Kaede, Rantaro e Shuichi se entrolharam, como se estivessem se perguntado se o que o arroxeado disse era verdade.


 


 


 


 


 



Tudo aquilo havia sido há quatro anos. Desde aquele dia, Shuichi passou à reparar mais em Kokichi, principalmente em seus machucados — não achava que aquelas quantidades de curativos fossem apenas resultados das agressões de Kaito, tinha que ter outra coisa —.

Era mais uma manhã de quinta, mais um dia que deveria ir para o colégio. Se levantou e fez sua higiêne matinal, desceu as escadas de seu quarto para poder tomar seu café da manhã. Ao chegar na cozinha, viu um bilhete de seu tio na porta da geladeira.

         "Tive que sair mais cedo hoje. Provavelmente só vou poder voltar de madrugada, então não fique acoradado me esperando. Deixei bolo para você na geladeira."

Abriu a geladeira e pegou o bolo.

— Tenho que me preparar bem hoje, não posso esquecer nem por um segundo que hoje tem duas provas... — Disse para si mesmo.


 


 


Quando chegou na escola, já deu de cara com Hajime, um de seus melhores amigos. Ele estava conversando com outro menino, este que tinha uma pele bem pálida e tinha cabelos tão brancos quanto sua pele, trajava um casaco verde e calças pretas.

— Bom dia, Saihara. — Hajime disse assim que percebeu a existência do azulado.

— Bom dia, Hinata. Quem é esse? — Se referia ao menino que conversava com Hajime.

— Ah, esse é o Komaeda.

— Prazer em te conhecer, Saihara. — Komaeda disse e estendeu sua mão para Saihara.

— O-o prazer é todo meu... — Apertou a mão do mais alto e voltou sua atenção para Hajime.

— Komaeda, acho melhor irmos, temos que conversar com a Nevermind sobre aquele trabalho.

— Ah é, já tinha até me esquecido! Nos vemos por aí, Saihara.

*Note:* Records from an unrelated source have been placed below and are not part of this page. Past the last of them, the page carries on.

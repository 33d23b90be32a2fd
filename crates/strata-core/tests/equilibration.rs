//! Distributed equilibration on in-process 2-D grids.

use approx::assert_relative_eq;
use strata_comm::{run_grid, GridTopology, SelfComm};
use strata_core::{block_partition, equilibrate, RealScalar, RowBlockMatrix, ScalingError};

/// A badly scaled matrix: row `i` is multiplied by `10^(i % 7 - 3)`.
fn badly_scaled(n: usize) -> RowBlockMatrix<f64> {
    let mut triplets = Vec::new();
    for i in 0..n {
        let s = 10f64.powi(i as i32 % 7 - 3);
        triplets.push((i, i, 3.0 * s));
        triplets.push((i, (i * 5 + 1) % n, -0.7 * s));
        if i + 2 < n {
            triplets.push((i, i + 2, 11.0 * s));
        }
    }
    RowBlockMatrix::from_triplets(n, n, &triplets).unwrap()
}

fn is_power_of_two(v: f64) -> bool {
    v > 0.0 && v.is_finite() && v.round_down_to_power(2.0) == v
}

#[test]
fn test_distributed_matches_single_process() {
    let n = 21;
    let a = badly_scaled(n);
    let serial = equilibrate(&a, 2.0, &SelfComm).unwrap();

    let out = run_grid(2, 2, 1, |grid| {
        let rows = block_partition(n, grid.procs2d())[grid.grid2d_rank()].clone();
        let local = a.row_block(rows).unwrap();
        equilibrate(&local, 2.0, grid.grid2d()).unwrap()
    })
    .unwrap();

    for eq in &out {
        assert_eq!(eq, &serial);
    }
    assert!(serial
        .row_scale
        .iter()
        .chain(&serial.col_scale)
        .all(|&v| is_power_of_two(v)));
    assert!(is_power_of_two(serial.amax));
}

#[test]
fn test_scaled_matrix_is_balanced() {
    let n = 14;
    let a = badly_scaled(n);
    let eq = equilibrate(&a, <f64 as RealScalar>::RADIX, &SelfComm).unwrap();
    let scaled = eq.scale_block(&a).unwrap();

    // Column factors cover their maxima, so every scaled row and column
    // reaches at least 1/radix and no entry exceeds one.
    let mut col_max = vec![0.0f64; n];
    for i in 0..n {
        let (cols, vals) = scaled.row(i);
        let row_max = vals.iter().fold(0.0f64, |m, v| m.max(v.abs()));
        assert!((0.5..=1.0).contains(&row_max), "row {i}: {row_max}");
        for (&j, v) in cols.iter().zip(vals) {
            col_max[j] = col_max[j].max(v.abs());
        }
    }
    for (j, m) in col_max.iter().enumerate() {
        assert!(*m > 0.5 && *m <= 1.0, "column {j}: {m}");
    }

    // Scaling by powers of two is exact.
    for (i, global) in a.global_rows().enumerate() {
        let (cols, vals) = a.row(i);
        let (_, scaled_vals) = scaled.row(i);
        for ((&j, &v), &s) in cols.iter().zip(vals).zip(scaled_vals) {
            assert_eq!(s / eq.row_scale[global] / eq.col_scale[j], v);
        }
    }
}

#[test]
fn test_zero_row_is_reported_everywhere() {
    // Global row 2 is empty; it lives on the second of four processes.
    let n = 8;
    let triplets: Vec<_> = (0..n).filter(|&i| i != 2).map(|i| (i, i, 1.0 + i as f64)).collect();
    let a = RowBlockMatrix::from_triplets(n, n, &triplets).unwrap();

    let out = run_grid(1, 4, 1, |grid| {
        let rows = block_partition(n, 4)[grid.grid2d_rank()].clone();
        let local = a.row_block(rows).unwrap();
        equilibrate(&local, 2.0, grid.grid2d())
    })
    .unwrap();

    for result in out {
        match result {
            Err(ScalingError::StructuralSingularity { index, nrow }) => {
                assert_eq!(index, 3);
                assert_eq!(nrow, n);
            }
            other => panic!("expected a singularity, got {other:?}"),
        }
    }
}

#[test]
fn test_zero_column_is_reported_everywhere() {
    let n = 6;
    let triplets: Vec<_> = (0..n).map(|i| (i, if i == 4 { 0 } else { i }, 2.0)).collect();
    let a = RowBlockMatrix::from_triplets(n, n, &triplets).unwrap();

    let out = run_grid(3, 1, 1, |grid| {
        let rows = block_partition(n, 3)[grid.grid2d_rank()].clone();
        let local = a.row_block(rows).unwrap();
        equilibrate(&local, 2.0, grid.grid2d())
    })
    .unwrap();

    for result in out {
        assert!(matches!(
            result,
            Err(ScalingError::StructuralSingularity { index: 11, nrow: 6 })
        ));
    }
}

#[test]
fn test_processes_without_rows() {
    // Three rows over four processes leaves the last one empty.
    let a = RowBlockMatrix::from_triplets(3, 3, &[(0, 0, 8.0), (1, 1, 0.5), (2, 2, 3.0)]).unwrap();
    let out = run_grid(2, 2, 1, |grid| {
        let rows = block_partition(3, 4)[grid.grid2d_rank()].clone();
        let local = a.row_block(rows).unwrap();
        equilibrate(&local, 2.0, grid.grid2d()).unwrap()
    })
    .unwrap();

    for eq in &out {
        assert_eq!(eq.row_scale, vec![0.125, 2.0, 0.5]);
        // Column 2 holds 3 / 2 after row scaling, which rounds up to 2.
        assert_eq!(eq.col_scale, vec![1.0, 1.0, 0.5]);
        assert_eq!(eq.amax, 8.0);
        assert_relative_eq!(eq.rowcnd, 0.5 / 8.0);
        assert_relative_eq!(eq.colcnd, 0.5);
    }
}

#[test]
fn test_single_precision() {
    let a = RowBlockMatrix::from_triplets(2, 2, &[(0, 0, 1.0e20f32), (1, 1, 1.0e-20f32)]).unwrap();
    let eq = equilibrate(&a, 2.0, &SelfComm).unwrap();
    for &r in &eq.row_scale {
        assert_eq!(r.round_down_to_power(2.0), r);
    }
    let scaled = eq.row_scale[0] * 1.0e20f32;
    assert!((1.0..2.0).contains(&scaled), "{scaled}");
    // Row factors span 2^-67 to 2^66, so the ratio is the subnormal 2^-133.
    assert_eq!(eq.amax, 2f32.powi(66));
    assert_eq!(eq.rowcnd, f32::from_bits(1 << 16));
    assert!(eq.rowcnd > 0.0 && !eq.rowcnd.is_normal());
}

#[test]
fn test_single_precision_condition_clamps_at_safe_min() {
    // The smallest row max lies below the safe minimum, so the ratio uses
    // 2^-126 in its place.
    let tiny = f32::from_bits(1 << 10);
    let a = RowBlockMatrix::from_triplets(2, 2, &[(0, 0, 1.0f32), (1, 1, tiny)]).unwrap();
    let eq = equilibrate(&a, 2.0, &SelfComm).unwrap();
    assert_eq!(eq.rowcnd, f32::MIN_POSITIVE);
    assert_eq!(eq.row_scale[1], f32::safe_max());
}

Assim os dois mais velhos saíram para alguma direção que Shuichi mal prestou atenção sobre qual era. Ele seguiu para sua sala, e quando chegou, viu a mesma cena de todos os dias:

*Himiko, Angie e Tenko falando sobre assuntos estranhos e completamente sem sentido.

*Rantaro, Korekiyo e Keebo falando sobre os seres humanos e como eles são incrivéis, enquanto Miu ficava ao lado do robô, pedindo para ele permitir que ela analisasse suas peças.

*E Kokichi escondendo o rosto na carteira e com os braços.

Se aproximou do arroxeado, e se sentou na carteira livre ao seu lado. O observou por um tempo, mas logo decidiu tentar iniciar um diálogo.

— Bom dia, Oma.

— Huh? Ah... Bom dia, Saihara. — Deu o bom dia sorrindo, mas antes ele parecia até mesmo assustado.

— Parece um pouco triste, aconteceu algo?

— Não, está absolutamente tudo bem. — Novamente, disse isso sorrindo.

— Okay... Mas saiba que se acontecer algo, pode confiar em mim, okay?

— O-okay.

Esse foi o primeiro e último diálogo da manhã entre eles, já que pouco tempo depois disso, o professor chegou e a prova começou. Após todas as aulas da manhã, Saihara decide que vai chamar Kokichi para almoçar com ele — não queria que o outro ficasse sozinho como todas as outras vezes.

— Ei, Oma, quer ir almoçar comigo hoje?

— Ah?... Tem certeza que quer que eu fique com você? Não acha que eu vou te incomodar?

— Hum? Claro que não! Tenho ceteza que vai ser bem legal passar esse tempo com você.

— Okay então. Vamos agora?

— Se você quiser.

— E-então vamos.

Assim eles sguiram até a cafeteria. Durante o caminhos, Shuichi reparou no olhar estranho de Kaito sobre si, parecia que estava cheio de desgosto. Pensou que isso fosse pelo fato de estar ao lado de Kokichi, o que fez se sentir meio triste. "Por que praticamente todos nessa escola agiam como se odiassem o Kokichi? Principalmente o Kaito" era esse sua principal pergunta.